◆ Work required ◆
What number of lines in the entries hold the string "over"? Answer with it alone.

◆ Material to process ◆
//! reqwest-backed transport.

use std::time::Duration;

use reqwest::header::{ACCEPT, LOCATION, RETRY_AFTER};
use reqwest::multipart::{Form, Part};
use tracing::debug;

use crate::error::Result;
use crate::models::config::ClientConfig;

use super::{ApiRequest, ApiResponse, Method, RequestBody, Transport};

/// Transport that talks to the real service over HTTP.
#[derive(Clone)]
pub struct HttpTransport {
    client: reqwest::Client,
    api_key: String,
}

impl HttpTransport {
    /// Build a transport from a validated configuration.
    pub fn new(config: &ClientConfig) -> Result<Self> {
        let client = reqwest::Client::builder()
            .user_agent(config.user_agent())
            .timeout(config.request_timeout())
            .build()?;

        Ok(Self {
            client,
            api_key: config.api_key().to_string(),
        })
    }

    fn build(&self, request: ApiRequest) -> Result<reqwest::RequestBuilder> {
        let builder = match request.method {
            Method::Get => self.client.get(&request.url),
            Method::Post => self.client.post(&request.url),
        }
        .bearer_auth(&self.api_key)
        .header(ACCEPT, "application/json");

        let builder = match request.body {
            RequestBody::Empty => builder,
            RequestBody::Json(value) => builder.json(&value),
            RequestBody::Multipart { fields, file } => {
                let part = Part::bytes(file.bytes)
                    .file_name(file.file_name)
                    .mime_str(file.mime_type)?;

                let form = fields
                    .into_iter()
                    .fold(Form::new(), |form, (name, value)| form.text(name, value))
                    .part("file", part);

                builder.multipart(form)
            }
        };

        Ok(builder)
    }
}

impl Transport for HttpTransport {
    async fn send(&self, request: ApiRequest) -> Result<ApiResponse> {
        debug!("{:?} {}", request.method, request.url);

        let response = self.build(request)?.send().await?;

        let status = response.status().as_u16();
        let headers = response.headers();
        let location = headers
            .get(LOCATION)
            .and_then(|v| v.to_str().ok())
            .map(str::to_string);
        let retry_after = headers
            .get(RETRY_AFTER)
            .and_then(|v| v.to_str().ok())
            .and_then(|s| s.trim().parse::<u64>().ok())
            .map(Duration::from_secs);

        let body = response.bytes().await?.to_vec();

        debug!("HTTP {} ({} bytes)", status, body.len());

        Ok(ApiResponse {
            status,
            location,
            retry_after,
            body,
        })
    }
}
* * *
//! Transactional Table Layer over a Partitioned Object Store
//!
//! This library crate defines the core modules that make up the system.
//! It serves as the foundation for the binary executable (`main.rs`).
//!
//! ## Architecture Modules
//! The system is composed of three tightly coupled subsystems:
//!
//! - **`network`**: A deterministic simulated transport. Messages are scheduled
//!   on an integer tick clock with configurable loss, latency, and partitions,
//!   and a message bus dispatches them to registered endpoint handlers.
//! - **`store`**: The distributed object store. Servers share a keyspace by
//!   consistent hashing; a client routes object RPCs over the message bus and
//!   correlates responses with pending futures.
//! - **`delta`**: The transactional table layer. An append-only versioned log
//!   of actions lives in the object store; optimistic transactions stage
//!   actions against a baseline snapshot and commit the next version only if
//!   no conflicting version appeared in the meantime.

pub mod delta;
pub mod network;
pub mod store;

◆ Response below ◆
3